(Recorded data)
++++++++
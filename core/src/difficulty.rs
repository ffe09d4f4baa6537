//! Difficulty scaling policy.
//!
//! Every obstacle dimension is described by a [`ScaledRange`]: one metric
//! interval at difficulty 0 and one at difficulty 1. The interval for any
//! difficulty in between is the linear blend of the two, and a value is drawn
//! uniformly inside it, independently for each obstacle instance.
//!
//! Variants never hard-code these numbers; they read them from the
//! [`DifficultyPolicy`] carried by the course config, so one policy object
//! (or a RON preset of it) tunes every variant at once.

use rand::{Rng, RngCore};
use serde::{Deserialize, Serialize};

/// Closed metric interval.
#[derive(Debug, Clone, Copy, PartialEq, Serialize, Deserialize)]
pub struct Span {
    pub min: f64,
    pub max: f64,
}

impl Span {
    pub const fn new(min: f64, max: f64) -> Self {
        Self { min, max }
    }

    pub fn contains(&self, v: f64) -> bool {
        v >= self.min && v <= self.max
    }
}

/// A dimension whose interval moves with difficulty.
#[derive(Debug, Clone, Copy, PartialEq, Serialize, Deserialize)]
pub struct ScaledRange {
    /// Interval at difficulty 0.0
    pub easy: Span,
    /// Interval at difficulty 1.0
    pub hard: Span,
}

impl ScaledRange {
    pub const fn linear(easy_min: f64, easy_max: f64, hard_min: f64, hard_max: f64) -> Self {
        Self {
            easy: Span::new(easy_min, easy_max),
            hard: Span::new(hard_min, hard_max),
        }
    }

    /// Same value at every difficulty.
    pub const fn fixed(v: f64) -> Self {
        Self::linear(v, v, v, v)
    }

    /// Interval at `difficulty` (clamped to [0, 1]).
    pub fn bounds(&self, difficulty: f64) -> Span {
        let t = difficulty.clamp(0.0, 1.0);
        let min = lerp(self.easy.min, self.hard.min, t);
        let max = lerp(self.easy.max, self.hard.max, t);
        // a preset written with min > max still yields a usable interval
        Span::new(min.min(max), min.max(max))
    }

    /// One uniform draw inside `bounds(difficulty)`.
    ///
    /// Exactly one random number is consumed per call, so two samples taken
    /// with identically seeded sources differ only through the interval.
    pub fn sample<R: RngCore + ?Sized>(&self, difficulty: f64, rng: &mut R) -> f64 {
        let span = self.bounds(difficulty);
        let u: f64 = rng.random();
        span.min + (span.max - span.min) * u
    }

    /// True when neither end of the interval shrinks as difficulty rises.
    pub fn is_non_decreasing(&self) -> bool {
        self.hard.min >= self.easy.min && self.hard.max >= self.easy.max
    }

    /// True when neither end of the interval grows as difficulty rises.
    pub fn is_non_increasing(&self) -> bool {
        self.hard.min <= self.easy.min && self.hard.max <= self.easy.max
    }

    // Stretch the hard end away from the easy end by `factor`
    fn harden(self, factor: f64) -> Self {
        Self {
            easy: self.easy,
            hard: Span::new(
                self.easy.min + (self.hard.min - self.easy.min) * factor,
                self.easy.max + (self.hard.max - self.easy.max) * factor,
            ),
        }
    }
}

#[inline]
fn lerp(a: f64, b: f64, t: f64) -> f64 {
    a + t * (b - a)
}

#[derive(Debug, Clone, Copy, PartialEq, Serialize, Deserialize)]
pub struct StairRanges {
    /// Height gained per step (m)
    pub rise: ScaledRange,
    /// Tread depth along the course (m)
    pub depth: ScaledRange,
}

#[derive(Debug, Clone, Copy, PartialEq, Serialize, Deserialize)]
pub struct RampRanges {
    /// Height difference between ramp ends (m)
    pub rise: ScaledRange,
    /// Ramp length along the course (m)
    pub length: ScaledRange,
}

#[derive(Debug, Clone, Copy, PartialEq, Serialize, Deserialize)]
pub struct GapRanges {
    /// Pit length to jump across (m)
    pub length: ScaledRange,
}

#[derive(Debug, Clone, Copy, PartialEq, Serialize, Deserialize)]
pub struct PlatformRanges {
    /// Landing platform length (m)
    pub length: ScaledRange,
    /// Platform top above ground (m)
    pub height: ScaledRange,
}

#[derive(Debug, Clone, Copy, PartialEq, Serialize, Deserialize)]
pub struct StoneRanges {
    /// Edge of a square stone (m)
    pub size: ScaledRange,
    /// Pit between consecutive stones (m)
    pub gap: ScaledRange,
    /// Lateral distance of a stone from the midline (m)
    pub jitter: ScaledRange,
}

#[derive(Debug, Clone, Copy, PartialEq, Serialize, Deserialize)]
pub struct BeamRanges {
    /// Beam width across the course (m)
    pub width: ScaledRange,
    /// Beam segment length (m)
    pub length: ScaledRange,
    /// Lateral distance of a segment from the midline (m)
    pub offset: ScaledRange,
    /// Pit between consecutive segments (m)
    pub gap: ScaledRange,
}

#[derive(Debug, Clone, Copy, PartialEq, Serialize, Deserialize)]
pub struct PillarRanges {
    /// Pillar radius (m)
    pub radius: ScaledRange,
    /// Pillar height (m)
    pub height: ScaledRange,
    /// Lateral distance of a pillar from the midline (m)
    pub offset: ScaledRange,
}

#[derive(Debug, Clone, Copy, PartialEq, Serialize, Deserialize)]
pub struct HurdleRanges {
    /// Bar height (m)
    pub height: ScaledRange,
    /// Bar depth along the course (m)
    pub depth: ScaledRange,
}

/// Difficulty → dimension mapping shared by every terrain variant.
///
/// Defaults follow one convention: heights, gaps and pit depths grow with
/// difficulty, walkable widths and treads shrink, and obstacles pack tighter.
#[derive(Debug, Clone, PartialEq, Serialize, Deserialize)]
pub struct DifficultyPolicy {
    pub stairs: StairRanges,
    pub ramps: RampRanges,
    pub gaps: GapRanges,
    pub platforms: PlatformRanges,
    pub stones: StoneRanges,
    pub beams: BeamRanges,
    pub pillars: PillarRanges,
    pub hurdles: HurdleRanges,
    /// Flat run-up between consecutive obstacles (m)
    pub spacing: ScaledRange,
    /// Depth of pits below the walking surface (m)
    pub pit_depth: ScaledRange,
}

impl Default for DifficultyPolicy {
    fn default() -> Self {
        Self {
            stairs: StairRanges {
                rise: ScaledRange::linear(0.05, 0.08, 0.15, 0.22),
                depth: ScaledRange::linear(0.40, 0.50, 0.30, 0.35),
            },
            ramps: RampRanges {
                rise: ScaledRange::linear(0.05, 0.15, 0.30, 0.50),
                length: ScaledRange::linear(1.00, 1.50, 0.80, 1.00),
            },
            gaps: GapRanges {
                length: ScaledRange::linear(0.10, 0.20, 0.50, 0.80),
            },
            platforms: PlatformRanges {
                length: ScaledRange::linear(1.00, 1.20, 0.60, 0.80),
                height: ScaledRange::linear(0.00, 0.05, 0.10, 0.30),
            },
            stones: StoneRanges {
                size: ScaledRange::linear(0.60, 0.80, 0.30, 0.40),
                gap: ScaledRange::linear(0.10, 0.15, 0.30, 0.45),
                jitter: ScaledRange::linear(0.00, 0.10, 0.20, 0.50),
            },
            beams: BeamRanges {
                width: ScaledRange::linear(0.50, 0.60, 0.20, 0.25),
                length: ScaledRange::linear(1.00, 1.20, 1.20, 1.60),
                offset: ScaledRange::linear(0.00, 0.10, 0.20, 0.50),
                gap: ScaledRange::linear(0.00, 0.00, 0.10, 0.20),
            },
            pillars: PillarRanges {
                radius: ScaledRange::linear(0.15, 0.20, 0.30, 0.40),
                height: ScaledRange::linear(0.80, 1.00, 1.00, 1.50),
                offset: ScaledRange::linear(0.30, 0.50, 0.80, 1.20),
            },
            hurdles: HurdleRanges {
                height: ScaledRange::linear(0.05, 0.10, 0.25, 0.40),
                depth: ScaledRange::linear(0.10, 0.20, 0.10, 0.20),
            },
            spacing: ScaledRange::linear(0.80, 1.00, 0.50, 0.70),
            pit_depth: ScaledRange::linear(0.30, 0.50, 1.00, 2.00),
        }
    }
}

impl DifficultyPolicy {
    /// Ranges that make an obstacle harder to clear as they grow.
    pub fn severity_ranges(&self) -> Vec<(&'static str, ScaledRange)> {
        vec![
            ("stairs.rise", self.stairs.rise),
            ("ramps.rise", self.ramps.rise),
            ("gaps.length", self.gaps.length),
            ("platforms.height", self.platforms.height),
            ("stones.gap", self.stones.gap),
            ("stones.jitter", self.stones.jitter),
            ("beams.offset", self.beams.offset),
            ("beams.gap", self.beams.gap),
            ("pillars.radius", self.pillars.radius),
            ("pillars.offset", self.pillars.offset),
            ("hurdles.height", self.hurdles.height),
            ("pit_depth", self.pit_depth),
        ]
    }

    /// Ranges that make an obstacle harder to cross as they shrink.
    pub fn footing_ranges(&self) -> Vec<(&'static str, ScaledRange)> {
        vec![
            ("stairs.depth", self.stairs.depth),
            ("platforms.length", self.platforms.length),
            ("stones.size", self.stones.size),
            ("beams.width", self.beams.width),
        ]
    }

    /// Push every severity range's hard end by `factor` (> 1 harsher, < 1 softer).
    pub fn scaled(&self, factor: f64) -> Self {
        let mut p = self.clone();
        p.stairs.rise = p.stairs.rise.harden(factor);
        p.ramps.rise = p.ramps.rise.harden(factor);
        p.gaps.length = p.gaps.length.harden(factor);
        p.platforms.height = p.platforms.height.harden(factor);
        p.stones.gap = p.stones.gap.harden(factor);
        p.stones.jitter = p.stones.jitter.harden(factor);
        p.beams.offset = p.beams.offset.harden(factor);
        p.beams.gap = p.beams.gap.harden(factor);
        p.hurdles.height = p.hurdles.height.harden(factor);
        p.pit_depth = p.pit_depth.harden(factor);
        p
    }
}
++++++++
YOUR TASK:
Please give the number of lines in the entries above that hold "spacing", with no other words.

EXERCISE RESULT:
2